(Material provided)

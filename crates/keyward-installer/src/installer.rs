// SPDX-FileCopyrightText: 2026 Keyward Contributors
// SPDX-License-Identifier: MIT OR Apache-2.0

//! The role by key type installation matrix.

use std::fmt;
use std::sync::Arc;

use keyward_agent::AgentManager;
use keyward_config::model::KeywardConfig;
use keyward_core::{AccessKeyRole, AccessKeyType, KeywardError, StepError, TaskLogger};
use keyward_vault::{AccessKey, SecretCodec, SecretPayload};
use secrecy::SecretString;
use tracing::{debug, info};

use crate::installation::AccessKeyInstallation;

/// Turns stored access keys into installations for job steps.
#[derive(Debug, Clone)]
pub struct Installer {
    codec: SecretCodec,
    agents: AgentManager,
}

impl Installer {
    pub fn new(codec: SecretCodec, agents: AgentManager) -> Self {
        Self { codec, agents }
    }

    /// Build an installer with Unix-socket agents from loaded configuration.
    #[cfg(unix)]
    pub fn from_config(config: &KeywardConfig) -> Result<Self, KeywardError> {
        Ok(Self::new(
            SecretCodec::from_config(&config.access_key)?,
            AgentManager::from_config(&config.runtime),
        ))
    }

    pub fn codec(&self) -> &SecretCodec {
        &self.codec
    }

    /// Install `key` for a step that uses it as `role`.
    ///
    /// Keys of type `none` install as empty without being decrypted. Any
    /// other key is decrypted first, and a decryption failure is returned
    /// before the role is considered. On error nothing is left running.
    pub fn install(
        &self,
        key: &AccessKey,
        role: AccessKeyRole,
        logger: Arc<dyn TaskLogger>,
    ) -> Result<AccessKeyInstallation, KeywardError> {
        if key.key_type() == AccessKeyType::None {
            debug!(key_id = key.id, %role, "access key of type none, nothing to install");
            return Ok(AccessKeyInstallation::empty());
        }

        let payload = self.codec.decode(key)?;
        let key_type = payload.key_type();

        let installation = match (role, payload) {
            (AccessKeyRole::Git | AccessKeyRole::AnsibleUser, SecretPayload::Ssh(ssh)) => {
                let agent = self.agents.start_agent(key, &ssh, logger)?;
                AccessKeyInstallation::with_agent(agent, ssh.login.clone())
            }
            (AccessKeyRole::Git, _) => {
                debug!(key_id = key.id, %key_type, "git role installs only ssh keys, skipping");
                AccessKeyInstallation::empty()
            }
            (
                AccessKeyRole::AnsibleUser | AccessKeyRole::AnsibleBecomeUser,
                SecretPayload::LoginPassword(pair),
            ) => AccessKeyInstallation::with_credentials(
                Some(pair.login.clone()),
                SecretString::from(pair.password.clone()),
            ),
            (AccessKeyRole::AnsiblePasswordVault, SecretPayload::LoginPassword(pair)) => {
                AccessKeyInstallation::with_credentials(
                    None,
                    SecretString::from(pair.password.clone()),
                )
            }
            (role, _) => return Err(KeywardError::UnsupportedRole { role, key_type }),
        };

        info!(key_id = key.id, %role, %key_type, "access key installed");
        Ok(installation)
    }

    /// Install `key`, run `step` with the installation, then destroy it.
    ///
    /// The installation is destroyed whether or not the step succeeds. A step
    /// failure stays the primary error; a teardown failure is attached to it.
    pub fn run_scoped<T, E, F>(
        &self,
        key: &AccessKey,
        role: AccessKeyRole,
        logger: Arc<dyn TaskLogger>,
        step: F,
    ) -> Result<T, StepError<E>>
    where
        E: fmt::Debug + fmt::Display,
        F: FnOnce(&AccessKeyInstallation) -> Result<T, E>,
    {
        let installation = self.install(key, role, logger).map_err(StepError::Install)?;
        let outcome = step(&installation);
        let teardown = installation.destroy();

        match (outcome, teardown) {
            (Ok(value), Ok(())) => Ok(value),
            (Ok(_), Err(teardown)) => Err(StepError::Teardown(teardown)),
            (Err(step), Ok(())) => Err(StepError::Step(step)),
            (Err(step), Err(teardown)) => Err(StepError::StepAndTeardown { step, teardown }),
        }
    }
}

(End Material provided)
(Material provided)

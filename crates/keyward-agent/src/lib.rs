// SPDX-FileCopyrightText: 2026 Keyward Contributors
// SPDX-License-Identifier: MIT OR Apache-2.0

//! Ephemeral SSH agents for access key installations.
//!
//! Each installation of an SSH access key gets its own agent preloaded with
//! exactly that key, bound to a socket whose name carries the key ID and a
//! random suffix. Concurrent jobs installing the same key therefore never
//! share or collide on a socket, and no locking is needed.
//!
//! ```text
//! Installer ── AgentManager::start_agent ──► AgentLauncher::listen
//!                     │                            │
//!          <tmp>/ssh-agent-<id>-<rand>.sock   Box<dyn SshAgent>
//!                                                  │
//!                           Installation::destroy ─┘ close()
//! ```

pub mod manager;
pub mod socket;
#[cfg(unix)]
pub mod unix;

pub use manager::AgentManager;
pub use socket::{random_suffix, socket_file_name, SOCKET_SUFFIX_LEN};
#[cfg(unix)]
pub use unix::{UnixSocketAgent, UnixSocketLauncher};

(End Material provided)
(Material provided)

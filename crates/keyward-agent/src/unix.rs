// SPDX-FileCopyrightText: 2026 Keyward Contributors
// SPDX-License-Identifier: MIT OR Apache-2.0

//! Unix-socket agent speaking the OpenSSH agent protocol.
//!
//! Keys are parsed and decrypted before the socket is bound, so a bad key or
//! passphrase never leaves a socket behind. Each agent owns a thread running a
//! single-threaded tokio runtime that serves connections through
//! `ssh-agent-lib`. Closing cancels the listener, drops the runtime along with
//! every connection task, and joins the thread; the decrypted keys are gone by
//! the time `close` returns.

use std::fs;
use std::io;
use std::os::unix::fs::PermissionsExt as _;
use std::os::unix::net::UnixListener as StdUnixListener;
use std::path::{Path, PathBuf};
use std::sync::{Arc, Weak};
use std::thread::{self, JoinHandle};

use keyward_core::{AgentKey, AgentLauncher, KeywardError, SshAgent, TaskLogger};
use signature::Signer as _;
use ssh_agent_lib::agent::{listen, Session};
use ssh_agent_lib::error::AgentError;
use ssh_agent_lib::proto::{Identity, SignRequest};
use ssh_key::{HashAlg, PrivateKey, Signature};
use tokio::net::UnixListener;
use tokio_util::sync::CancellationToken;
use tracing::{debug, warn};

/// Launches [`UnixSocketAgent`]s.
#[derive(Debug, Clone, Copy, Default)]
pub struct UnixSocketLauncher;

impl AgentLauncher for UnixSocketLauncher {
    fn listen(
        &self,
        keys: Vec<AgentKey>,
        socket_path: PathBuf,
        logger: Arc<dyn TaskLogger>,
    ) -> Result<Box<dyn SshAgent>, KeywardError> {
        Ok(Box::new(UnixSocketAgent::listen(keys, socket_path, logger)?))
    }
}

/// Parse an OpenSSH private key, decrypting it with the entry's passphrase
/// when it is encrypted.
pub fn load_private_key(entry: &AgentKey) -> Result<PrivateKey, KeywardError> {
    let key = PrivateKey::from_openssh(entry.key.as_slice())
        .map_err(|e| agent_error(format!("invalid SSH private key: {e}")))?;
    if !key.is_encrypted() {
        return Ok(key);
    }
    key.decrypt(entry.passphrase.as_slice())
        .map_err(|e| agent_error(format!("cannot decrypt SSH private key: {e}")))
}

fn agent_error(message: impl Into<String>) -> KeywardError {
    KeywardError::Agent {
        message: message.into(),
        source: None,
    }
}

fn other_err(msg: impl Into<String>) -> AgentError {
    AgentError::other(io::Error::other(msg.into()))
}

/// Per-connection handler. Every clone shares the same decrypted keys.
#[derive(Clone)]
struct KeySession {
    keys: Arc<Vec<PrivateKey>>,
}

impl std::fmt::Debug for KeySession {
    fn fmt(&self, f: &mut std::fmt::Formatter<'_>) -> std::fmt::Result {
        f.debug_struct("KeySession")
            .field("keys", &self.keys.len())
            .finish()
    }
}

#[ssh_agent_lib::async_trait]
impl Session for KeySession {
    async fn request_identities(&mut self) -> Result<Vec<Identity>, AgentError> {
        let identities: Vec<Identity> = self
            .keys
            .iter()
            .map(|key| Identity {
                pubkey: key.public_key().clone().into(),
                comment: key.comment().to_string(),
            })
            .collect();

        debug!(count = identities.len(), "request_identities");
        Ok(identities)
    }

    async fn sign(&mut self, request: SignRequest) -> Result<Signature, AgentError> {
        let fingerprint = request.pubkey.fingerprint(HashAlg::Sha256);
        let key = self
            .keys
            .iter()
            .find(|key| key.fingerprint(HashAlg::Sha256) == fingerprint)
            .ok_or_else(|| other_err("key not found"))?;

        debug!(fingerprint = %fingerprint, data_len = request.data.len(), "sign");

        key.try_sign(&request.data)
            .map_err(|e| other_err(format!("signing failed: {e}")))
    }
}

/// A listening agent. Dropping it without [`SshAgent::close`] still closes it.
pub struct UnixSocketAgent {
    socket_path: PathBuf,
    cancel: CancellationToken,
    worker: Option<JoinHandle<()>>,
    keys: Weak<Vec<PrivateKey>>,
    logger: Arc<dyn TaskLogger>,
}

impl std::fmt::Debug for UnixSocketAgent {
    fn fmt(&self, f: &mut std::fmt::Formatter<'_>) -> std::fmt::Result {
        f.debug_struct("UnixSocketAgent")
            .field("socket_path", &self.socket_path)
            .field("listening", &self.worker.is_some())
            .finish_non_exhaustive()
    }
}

(End Material provided)

**Goal of the exercise**
What you give back should be exactly the lines of the data above from the line with "#[derive(Debug, Clone, Copy, Default)]" through the line with "Result<Box<dyn SshAgent>, KeywardError>", both of those included, and nothing more.

**Answer section**
#[derive(Debug, Clone, Copy, Default)]
pub struct UnixSocketLauncher;

impl AgentLauncher for UnixSocketLauncher {
    fn listen(
        &self,
        keys: Vec<AgentKey>,
        socket_path: PathBuf,
        logger: Arc<dyn TaskLogger>,
    ) -> Result<Box<dyn SshAgent>, KeywardError> {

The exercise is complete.